The lines to be copied are those below that contain "HashMap".
##########
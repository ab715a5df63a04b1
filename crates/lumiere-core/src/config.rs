//! Storefront settings and route configuration.

use std::collections::HashMap;
use std::path::Path;

use anyhow::{Context, Result};
use serde::{Deserialize, Serialize};

/// Top-level storefront configuration, usually read from `storefront.toml`.
#[derive(Debug, Clone, Default, PartialEq, Serialize, Deserialize)]
pub struct StorefrontConfig {
    /// Hero carousel tuning.
    #[serde(default)]
    pub carousel: CarouselSettings,

    /// Font theming.
    #[serde(default)]
    pub theme: ThemeSettings,

    /// Collection page behaviour.
    #[serde(default)]
    pub collection: CollectionSettings,

    /// Log output.
    #[serde(default)]
    pub logging: LoggingSettings,
}

impl StorefrontConfig {
    /// Parse a configuration from TOML source.
    pub fn from_toml_str(source: &str) -> Result<Self> {
        toml::from_str(source).context("Failed to parse storefront TOML config")
    }

    /// Load a configuration file from disk.
    pub fn load(path: impl AsRef<Path>) -> Result<Self> {
        let path = path.as_ref();
        let content = std::fs::read_to_string(path)
            .with_context(|| format!("Failed to read config file: {}", path.display()))?;
        toml::from_str(&content)
            .with_context(|| format!("Failed to parse TOML config: {}", path.display()))
    }

    /// Serialize back to TOML.
    pub fn to_toml_string(&self) -> Result<String> {
        toml::to_string_pretty(self).context("Failed to serialize storefront config")
    }
}

/// Hero carousel settings.
#[derive(Debug, Clone, PartialEq, Serialize, Deserialize)]
#[serde(default)]
pub struct CarouselSettings {
    /// Automatic advance period in milliseconds.
    pub autoplay_interval_ms: u64,
    /// Swipe power a drag must exceed to change slides.
    pub swipe_threshold: f64,
    /// Horizontal offset (px) slides enter from and exit to.
    pub slide_offset: f64,
}

impl Default for CarouselSettings {
    fn default() -> Self {
        Self {
            autoplay_interval_ms: 6000,
            swipe_threshold: 10_000.0,
            slide_offset: 1000.0,
        }
    }
}

impl CarouselSettings {
    /// Autoplay period as a `Duration`.
    pub fn autoplay_interval(&self) -> std::time::Duration {
        std::time::Duration::from_millis(self.autoplay_interval_ms)
    }
}

/// Font theming settings.
#[derive(Debug, Clone, PartialEq, Serialize, Deserialize)]
#[serde(default)]
pub struct ThemeSettings {
    /// Key the active preset id is persisted under.
    pub preference_key: String,
    /// Lifetime of the preference cookie.
    pub cookie_max_age_secs: u64,
}

impl Default for ThemeSettings {
    fn default() -> Self {
        Self {
            preference_key: "lumiere.selected-font".to_string(),
            cookie_max_age_secs: 31_536_000,
        }
    }
}

/// Collection page settings.
#[derive(Debug, Clone, PartialEq, Serialize, Deserialize)]
#[serde(default)]
pub struct CollectionSettings {
    /// Collection the site header links to.
    pub default_kind: String,
}

impl Default for CollectionSettings {
    fn default() -> Self {
        Self {
            default_kind: "jewelry".to_string(),
        }
    }
}

/// Log output settings.
#[derive(Debug, Clone, PartialEq, Serialize, Deserialize)]
#[serde(default)]
pub struct LoggingSettings {
    /// Minimum level: trace, debug, info, warn or error.
    pub level: String,
    /// `json` or `human`.
    pub format: String,
}

impl Default for LoggingSettings {
    fn default() -> Self {
        Self {
            level: "info".to_string(),
            format: "json".to_string(),
        }
    }
}

/// Configuration for a single route.
#[derive(Debug, Clone, PartialEq, Serialize, Deserialize)]
pub struct RouteConfig {
    /// Route pattern (e.g., "/collections/:kind").
    pub pattern: String,
    /// Handler name.
    pub handler: String,
    /// HTTP methods this route accepts.
    #[serde(default = "default_methods")]
    pub methods: Vec<String>,
}

fn default_methods() -> Vec<String> {
    vec!["GET".to_string()]
}

impl RouteConfig {
    /// Create a new route configuration.
    pub fn new(pattern: impl Into<String>, handler: impl Into<String>) -> Self {
        Self {
            pattern: pattern.into(),
            handler: handler.into(),
            methods: default_methods(),
        }
    }

    /// Set allowed HTTP methods.
    pub fn with_methods(mut self, methods: Vec<&str>) -> Self {
        self.methods = methods.into_iter().map(String::from).collect();
        self
    }

    /// Whether the route accepts the given method name.
    pub fn allows(&self, method: &str) -> bool {
        self.methods.iter().any(|m| m.eq_ignore_ascii_case(method))
    }

    /// Match a request path (without query string) against the pattern.
    ///
    /// `:name` segments capture one path segment. Trailing slashes are ignored.
    pub fn match_path(&self, path: &str) -> Option<HashMap<String, String>> {
        let pattern: Vec<&str> = self.pattern.split('/').filter(|s| !s.is_empty()).collect();
        let actual: Vec<&str> = path.split('/').filter(|s| !s.is_empty()).collect();

        if pattern.len() != actual.len() {
            return None;
        }

        let mut params = HashMap::new();
        for (expected, segment) in pattern.iter().zip(actual.iter()) {
            if let Some(name) = expected.strip_prefix(':') {
                params.insert(name.to_string(), crate::url_decode(segment));
            } else if expected != segment {
                return None;
            }
        }

        Some(params)
    }
}

#[cfg(test)]
mod tests {
    use super::*;

    #[test]
    fn test_defaults_when_sections_missing() {
        let config = StorefrontConfig::from_toml_str("").unwrap();
        assert_eq!(config, StorefrontConfig::default());
        assert_eq!(config.carousel.autoplay_interval_ms, 6000);
        assert_eq!(config.theme.preference_key, "lumiere.selected-font");
    }

    #[test]
    fn test_partial_section_keeps_other_defaults() {
        let config = StorefrontConfig::from_toml_str(
            r#"
[carousel]
autoplay_interval_ms = 4000

[logging]
format = "human"
"#,
        )
        .unwrap();

        assert_eq!(config.carousel.autoplay_interval_ms, 4000);
        assert_eq!(config.carousel.swipe_threshold, 10_000.0);
        assert_eq!(config.logging.format, "human");
        assert_eq!(config.logging.level, "info");
    }

    #[test]
    fn test_invalid_toml_is_error() {
        assert!(StorefrontConfig::from_toml_str("[carousel\nbroken").is_err());
    }

    #[test]
    fn test_roundtrip_through_toml() {
        let config = StorefrontConfig::default();
        let text = config.to_toml_string().unwrap();
        assert_eq!(StorefrontConfig::from_toml_str(&text).unwrap(), config);
    }

    #[test]
    fn test_route_param_capture() {
        let route = RouteConfig::new("/collections/:kind", "collection");
        let params = route.match_path("/collections/gems/").unwrap();
        assert_eq!(params.get("kind").map(String::as_str), Some("gems"));

        assert!(route.match_path("/collections").is_none());
        assert!(route.match_path("/products/gems").is_none());
    }

    #[test]
    fn test_root_route() {
        let route = RouteConfig::new("/", "home");
        assert!(route.match_path("/").is_some());
        assert!(route.match_path("").is_some());
        assert!(route.match_path("/font").is_none());
    }

    #[test]
    fn test_route_methods() {
        let route = RouteConfig::new("/font", "font").with_methods(vec!["GET", "POST"]);
        assert!(route.allows("post"));
        assert!(!route.allows("DELETE"));
    }
}
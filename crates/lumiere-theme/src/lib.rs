//! Font theming for the Lumiere storefront.
//!
//! - **Catalog**: [`FontCatalog`], the fixed list of heading/body pairings
//! - **Preference**: [`FontPreference`], the single active preset, persisted
//!   through a [`PreferenceStore`] and applied through a [`StyleSink`]
//! - **Provider**: [`FontProvider`], the scope components read it from
//! - **Selector**: [`FontSelector`], dropdown state for switching presets
//!
//! # Example
//!
//! ```
//! use lumiere_theme::prelude::*;
//!
//! let mut pref = FontPreference::initialize(
//!     FontCatalog::standard(),
//!     MemoryStore::new(),
//!     DocumentStyle::new(),
//!     DEFAULT_PREFERENCE_KEY,
//! )
//! .unwrap();
//!
//! assert_eq!(pref.set_font("lato").unwrap(), FontChange::Applied);
//! assert_eq!(pref.style().variable(BODY_FONT_VAR), Some("Lato"));
//! ```

pub mod catalog;
pub mod error;
pub mod preference;
pub mod provider;
pub mod selector;
pub mod store;
pub mod style;

pub use catalog::{FontCatalog, FontPreset};
pub use error::ThemeError;
pub use preference::{FontChange, FontPreference};
pub use provider::FontProvider;
pub use selector::{FontSelector, SelectorEntry};
pub use store::{CookieStore, MemoryStore, PreferenceStore};
pub use style::{DocumentStyle, StyleSink};

/// Prelude for convenient imports.
pub mod prelude {
    pub use crate::catalog::{FontCatalog, FontPreset};
    pub use crate::error::ThemeError;
    pub use crate::preference::{FontChange, FontPreference};
    pub use crate::provider::FontProvider;
    pub use crate::selector::{FontSelector, SelectorEntry, SELECTOR_HEADING};
    pub use crate::store::{
        CookieStore, MemoryStore, PreferenceStore, DEFAULT_COOKIE_MAX_AGE_SECS,
        DEFAULT_PREFERENCE_KEY,
    };
    pub use crate::style::{
        DocumentStyle, StyleSink, BODY_FONT_VAR, FONT_LINK_ID, HEADING_FONT_VAR,
    };
}
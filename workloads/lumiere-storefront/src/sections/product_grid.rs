//! Product grid and empty state.

use lumiere_sdk::lumiere_catalog::prelude::*;
use lumiere_sdk::lumiere_core::html_escape;

use crate::data::EMPTY_COLLECTION;

pub fn render_product_grid(results: &CollectionResults<'_>) -> String {
    if results.is_empty() {
        return format!(
            r#"<section class="product-grid-section" data-section="products">
    <div class="empty-state"><p>{}</p></div>
</section>"#,
            EMPTY_COLLECTION
        );
    }

    let cards: String = results
        .iter()
        .enumerate()
        .map(|(index, product)| render_card(product, index))
        .collect();

    format!(
        r#"<section class="product-grid-section" data-section="products">
    <div class="product-grid">{}
    </div>
</section>"#,
        cards
    )
}

fn render_card(product: &Product, index: usize) -> String {
    let badge = product
        .badge
        .as_ref()
        .map(|b| format!(r#"<span class="product-badge">{}</span>"#, html_escape(b)))
        .unwrap_or_default();

    format!(
        r#"
        <article class="product-card" data-product-id="{}" style="animation-delay: {}ms">
            <div class="product-image">
                <img src="{}" alt="{}" loading="lazy">
                {}
            </div>
            <div class="product-info">
                <h3 class="product-name">{}</h3>
                <p class="product-description">{}</p>
                <p class="product-price">{}</p>
            </div>
        </article>"#,
        html_escape(product.id.as_str()),
        index * 50,
        html_escape(&product.image_url),
        html_escape(&product.name),
        badge,
        html_escape(&product.name),
        html_escape(&product.description),
        html_escape(&product.price)
    )
}

#[cfg(test)]
mod tests {
    use super::*;

    #[test]
    fn test_empty_state() {
        let results = filter_sort(&[], &CollectionQuery::default());
        let html = render_product_grid(&results);
        assert!(html.contains("No products found in this category."));
        assert!(!html.contains("product-card"));
    }

    #[test]
    fn test_cards_in_result_order() {
        let products = vec![
            Product::new("a", "Halo Ring", "rings", "$3,000", "Halo", "/a.jpg").with_badge("New"),
            Product::new("b", "Stud <Earrings>", "earrings", "$300", "Studs", "/b.jpg"),
        ];
        let query = CollectionQuery::from_query_string("sort=price-low");
        let html = render_product_grid(&filter_sort(&products, &query));

        assert_eq!(html.matches("<article").count(), 2);
        assert!(html.find(r#"data-product-id="b""#).unwrap() < html.find(r#"data-product-id="a""#).unwrap());
        assert!(html.contains("Stud &lt;Earrings&gt;"));
        assert!(html.contains(r#"<span class="product-badge">New</span>"#));
        assert!(html.contains("$3,000"));
    }
}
##########
ANSWER BELOW.
use std::collections::HashMap;
    pub fn match_path(&self, path: &str) -> Option<HashMap<String, String>> {
        let mut params = HashMap::new();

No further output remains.